11 On 22 February 2008 (nearly three months later), the plaintiffs’ solicitor replied:

          “We refer to your letter of 30 November 2007. We accept the offer contained in that letter.
          We confirm the terms of the agreement are that the proceedings are to be dismissed and each party is the (sic) pay their own costs.
          We attach Terms of Settlement containing the terms of agreement signed by the solicitor for the Plaintiff. Would you please sign the attached Terms of Settlement and return it so that it can be filed with the Registry forthwith.”

12 The consent orders were attached to that letter and signed by the plaintiffs’ solicitor. The consent judgment reads:

          “1. The proceedings be dismissed.
          2. Each party bear their own costs.”

13 The defendants’ solicitor did not sign the consent orders.

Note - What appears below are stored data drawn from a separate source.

impl<'a> Decoder<'a> {
    pub(crate) fn new(opts: &'a CodecOptions) -> Self {
        Self { opts }
    }

    /// `true` for a single-key mapping holding the reference marker.
    pub(crate) fn is_reference(&self, map: &Map<String, Value>) -> bool {
        map.len() == 1 && map.contains_key(&self.opts.reference_key)
    }

    /// Decodes a mapping into a schema or a reference.
    pub(crate) fn any(&self, value: &Value, field: &str, depth: usize) -> AppResult<SchemaOrRef> {
        self.guard(depth)?;
        let Value::Object(map) = value else {
            return Err(AppError::type_mismatch(field, "a mapping", value));
        };
        if self.is_reference(map) {
            return Ok(SchemaOrRef::Reference(self.reference(map, field)?));
        }
        Ok(SchemaOrRef::Schema(Box::new(
            self.schema(map.clone(), field, depth)?,
        )))
    }

    /// Decodes a member slot. Non-mappings are kept raw unless strict.
    pub(crate) fn member(
        &self,
        value: &Value,
        field: &str,
        depth: usize,
    ) -> AppResult<SchemaOrRef> {
        match value {
            Value::Object(_) => self.any(value, field, depth),
            _ if self.opts.strict => Err(AppError::type_mismatch(
                field,
                "a schema or a reference",
                value,
            )),
            _ => Ok(SchemaOrRef::Unresolved(value.clone())),
        }
    }

    pub(crate) fn reference(&self, map: &Map<String, Value>, field: &str) -> AppResult<Reference> {
        let key = &self.opts.reference_key;
        match map.get(key) {
            Some(Value::String(text)) => Ok(Reference::parse(text)),
            Some(other) => Err(AppError::type_mismatch(
                format!("{}.{}", field, key),
                "a string",
                other,
            )),
            None => Err(AppError::type_mismatch(
                field,
                "a reference",
                &Value::Object(map.clone()),
            )),
        }
    }

    pub(crate) fn schema(
        &self,
        mut map: Map<String, Value>,
        field: &str,
        depth: usize,
    ) -> AppResult<SchemaNode> {
        let mut node = SchemaNode::new();
        self.apply(&mut node, &mut map, field, depth)?;
        self.leftovers(&mut node.extensions, map)?;
        Ok(node)
    }

    /// Pops every recognized field of `map` into `node`.
    pub(crate) fn apply(
        &self,
        node: &mut SchemaNode,
        map: &mut Map<String, Value>,
        field: &str,
        depth: usize,
    ) -> AppResult<()> {
        let at = |name: &str| join(field, name);

        // METADATA
        if let Some(v) = string(map, &KeyAlias::TITLE, field)? {
            node.title = Some(v);
        }
        if let Some(v) = string(map, &KeyAlias::DESCRIPTION, field)? {
            node.description = Some(v);
        }
        if let Some(v) = KeyAlias::TYPE.take(map) {
            match v {
                Value::String(token) => node.set_kind_token(&token)?,
                other => return Err(AppError::type_mismatch(at("type"), "a type name", &other)),
            }
        }
        if let Some(v) = KeyAlias::DEFAULT.take(map) {
            node.default = Some(v);
        }
        if let Some(v) = KeyAlias::EXAMPLE.take(map) {
            node.example = Some(v);
        }
        if let Some(v) = string(map, &KeyAlias::FORMAT, field)? {
            node.format = Some(v);
        }
        if let Some(v) = KeyAlias::ENUM.take(map) {
            match v {
                Value::Array(values) => node.set_enum_values(values),
                other => return Err(AppError::type_mismatch(at("enum"), "an array", &other)),
            }
        }
        if let Some(v) = boolean(map, &KeyAlias::NULLABLE, field)? {
            node.nullable = Some(v);
        }
        if let Some(v) = boolean(map, &KeyAlias::DEPRECATED, field)? {
            node.deprecated = Some(v);
        }
        if let Some(v) = boolean(map, &KeyAlias::READ_ONLY, field)? {
            node.read_only = Some(v);
        }
        if let Some(v) = boolean(map, &KeyAlias::WRITE_ONLY, field)? {
            node.write_only = Some(v);
        }
        if let Some(v) = KeyAlias::EXTERNAL_DOCS.take(map) {
            node.external_docs = Some(self.external_docs(v, &at("externalDocs"))?);
        }
        if let Some(v) = KeyAlias::XML.take(map) {
            node.xml = Some(self.xml(v, &at("xml"))?);
        }

        // COMPOSITION
        if let Some(v) = KeyAlias::DISCRIMINATOR.take(map) {
            node.discriminator = Some(self.discriminator(v, &at("discriminator"))?);
        }
        if let Some(v) = KeyAlias::ALL_OF.take(map) {
            node.all_of = self.members(&v, &at("allOf"), depth)?;
        }
        if let Some(v) = KeyAlias::ANY_OF.take(map) {
            node.any_of = self.members(&v, &at("anyOf"), depth)?;
        }
        if let Some(v) = KeyAlias::ONE_OF.take(map) {
            node.one_of = self.members(&v, &at("oneOf"), depth)?;
        }
        if let Some(v) = KeyAlias::NOT.take(map) {
            node.not = Some(self.member(&v, &at("not"), depth + 1)?);
        }

        // NUMERIC FACET
        if let Some(v) = unsigned(map, &KeyAlias::MULTIPLE_OF, field)? {
            node.set_multiple_of(v)?;
        }
        if let Some(v) = number(map, &KeyAlias::MAXIMUM, field)? {
            node.set_maximum(Some(v));
        }
        if let Some(v) = exclusive(map, &KeyAlias::EXCLUSIVE_MAXIMUM, field)? {
            node.set_exclusive_maximum(v)?;
        }
        if let Some(v) = number(map, &KeyAlias::MINIMUM, field)? {
            node.set_minimum(Some(v));
        }
        if let Some(v) = exclusive(map, &KeyAlias::EXCLUSIVE_MINIMUM, field)? {
            node.set_exclusive_minimum(v)?;
        }

        // STRING FACET
        if let Some(v) = unsigned(map, &KeyAlias::MAX_LENGTH, field)? {
            node.max_length = Some(v);
        }
        if let Some(v) = unsigned(map, &KeyAlias::MIN_LENGTH, field)? {
            node.min_length = Some(v);
        }
        if let Some(v) = string(map, &KeyAlias::PATTERN, field)? {
            node.pattern = Some(v);
        }

        // ARRAY FACET
        if let Some(v) = unsigned(map, &KeyAlias::MAX_ITEMS, field)? {
            node.max_items = Some(v);
        }
        if let Some(v) = unsigned(map, &KeyAlias::MIN_ITEMS, field)? {
            node.min_items = Some(v);
        }
        if let Some(v) = boolean(map, &KeyAlias::UNIQUE_ITEMS, field)? {
            node.unique_items = Some(v);
        }
        if let Some(v) = KeyAlias::ITEMS.take(map) {
            node.items = Some(self.member(&v, &at("items"), depth + 1)?);
        }

        // OBJECT FACET
        if let Some(v) = unsigned(map, &KeyAlias::MAX_PROPERTIES, field)? {
            node.max_properties = Some(v);
        }
        if let Some(v) = unsigned(map, &KeyAlias::MIN_PROPERTIES, field)? {
            node.min_properties = Some(v);
        }
        if let Some(v) = KeyAlias::REQUIRED.take(map) {
            node.required = Some(required(v, &at("required"))?);
        }
        if let Some(v) = KeyAlias::PROPERTIES.take(map) {
            node.properties = Some(self.properties(&v, &at("properties"), depth)?);
        }
        if let Some(v) = KeyAlias::ADDITIONAL_PROPERTIES.take(map) {
            let field = at("additionalProperties");
            node.additional_properties = Some(match v {
                Value::Bool(flag) => AdditionalProperties::Allowed(flag),
                Value::Object(_) => AdditionalProperties::Schema(self.any(&v, &field, depth + 1)?),
                other => {
                    return Err(AppError::type_mismatch(
                        field,
                        "a boolean or a schema",
                        &other,
                    ))
                }
            });
        }

        Ok(())
    }

    /// Moves leftover keys into `bag`, rejecting unprefixed ones when strict.
    pub(crate) fn leftovers(
        &self,
        bag: &mut ExtensionBag,
        map: Map<String, Value>,
    ) -> AppResult<()> {
        if self.opts.strict {
            if let Some(key) = map.keys().find(|k| !k.starts_with(EXTENSION_PREFIX)) {
                return Err(AppError::UnrecognizedField(key.clone()));
            }
        }
        bag.absorb(map)
    }

    fn members(&self, value: &Value, field: &str, depth: usize) -> AppResult<Vec<SchemaOrRef>> {
        let Value::Array(items) = value else {
            return Err(AppError::type_mismatch(field, "an array", value));
        };
        items
            .iter()
            .enumerate()
            .map(|(idx, item)| self.member(item, &format!("{}[{}]", field, idx), depth + 1))
            .collect()
    }

    fn properties(
        &self,
        value: &Value,
        field: &str,
        depth: usize,
    ) -> AppResult<IndexMap<String, SchemaOrRef>> {
        let Value::Object(map) = value else {
            return Err(AppError::type_mismatch(field, "a mapping", value));
        };
        let mut out = IndexMap::with_capacity(map.len());
        for (name, item) in map {
            out.insert(name.clone(), self.member(item, &join(field, name), depth + 1)?);
        }
        Ok(out)
    }

    fn discriminator(&self, value: Value, field: &str) -> AppResult<Discriminator> {
        let Value::Object(mut map) = value else {
            return Err(AppError::type_mismatch(field, "a mapping", &value));
        };
        let Some(property_name) = string(&mut map, &KeyAlias::PROPERTY_NAME, field)? else {
            return Err(AppError::type_mismatch(
                join(field, "propertyName"),
                "a string",
                &Value::Null,
            ));
        };
        let mut discriminator = Discriminator::new(property_name);

        if let Some(v) = KeyAlias::MAPPING.take(&mut map) {
            let mapping_field = join(field, "mapping");
            let Value::Object(entries) = v else {
                return Err(AppError::type_mismatch(mapping_field, "a mapping", &v));
            };
            for (selector, target) in entries {
                let reference = match &target {
                    Value::String(text) => Reference::parse(text),
                    Value::Object(inner) if self.is_reference(inner) => {
                        self.reference(inner, &mapping_field)?
                    }
                    other => {
                        return Err(AppError::type_mismatch(
                            join(&mapping_field, &selector),
                            "a reference string",
                            other,
                        ))
                    }
                };
                discriminator.mapping.insert(selector, reference);
            }
        }

        self.leftovers(&mut discriminator.extensions, map)?;
        Ok(discriminator)
    }

    fn external_docs(&self, value: Value, field: &str) -> AppResult<ExternalDocs> {
        let Value::Object(mut map) = value else {
            return Err(AppError::type_mismatch(field, "a mapping", &value));
        };
        let Some(url) = string(&mut map, &KeyAlias::URL, field)? else {
            return Err(AppError::type_mismatch(join(field, "url"), "a string", &Value::Null));
        };
        let mut docs = ExternalDocs::new(url);
        docs.description = string(&mut map, &KeyAlias::DESCRIPTION, field)?;
        self.leftovers(&mut docs.extensions, map)?;
        Ok(docs)
    }

    fn xml(&self, value: Value, field: &str) -> AppResult<Xml> {
        let Value::Object(mut map) = value else {
            return Err(AppError::type_mismatch(field, "a mapping", &value));
        };
        let mut xml = Xml {
            name: string(&mut map, &KeyAlias::NAME, field)?,
            namespace: string(&mut map, &KeyAlias::NAMESPACE, field)?,
            prefix: string(&mut map, &KeyAlias::PREFIX, field)?,
            attribute: boolean(&mut map, &KeyAlias::ATTRIBUTE, field)?,
            wrapped: boolean(&mut map, &KeyAlias::WRAPPED, field)?,
            ..Xml::default()
        };
        self.leftovers(&mut xml.extensions, map)?;
        Ok(xml)
    }

    /// Builds document entries, typing the mappings on `path` as sections
    /// and the entries of the last one as definitions.
    pub(crate) fn entries(
        &self,
        map: &Map<String, Value>,
        path: &[String],
    ) -> AppResult<IndexMap<String, DocumentEntry>> {
        let mut out = IndexMap::with_capacity(map.len());
        for (key, value) in map {
            let entry = match (path.split_first(), value) {
                (None, _) => DocumentEntry::Definition(self.member(value, key, 0)?),
                (Some((head, rest)), Value::Object(child)) if head == key => {
                    DocumentEntry::Section(self.entries(child, rest)?)
                }
                _ => DocumentEntry::Opaque(value.clone()),
            };
            out.insert(key.clone(), entry);
        }
        Ok(out)
    }

    fn guard(&self, depth: usize) -> AppResult<()> {
        if depth > self.opts.max_depth {
            return Err(AppError::CycleOrDepthExceeded {
                depth: self.opts.max_depth,
            });
        }
        Ok(())
    }
}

14 On 22 February 2008, CK Lawyers wrote in the following terms:

          “Further to your letter of earlier today, and so that our client may give full consideration to your clients’ offer, will you kindly advise of your client’s intentions in relation to your costs in the district court proceedings between the parties.
          We look forward to hearing from you prior to the pre-trial view.”

      The Magistrate’s decision

15 On 6 March 2008, the motion was heard by Magistrate Heilphern, who dismissed the motion. In his reasons the Magistrate stated:

          “…The notice of motion fails on this basis, that clearly there was an offer and it is purported that offer was accepted. That offer was that each party pay their costs to date and clearly there must have been an implication, and the way I read it at any rate, the use of the word “to date” show that it was a limited offer relating to the proceedings not being taken any further or any further costs being incurred.
          Otherwise, people could not make an offer to settle. It may have been more prudent to have a date fixed for how long the offer would be open but really, that is neither here nor there, particularly when it was purported to be accepted some three and half months later. It was made immediately clear to the party that that offer and not and was never intended to remain open for all time.
          Civil proceedings are not about taking advantage of something that could have been expressed more prudently but they’re about ensuring that the parties can have those issues that are outstanding between them heard and determined. That is not the case were I to grant the notice of motion.”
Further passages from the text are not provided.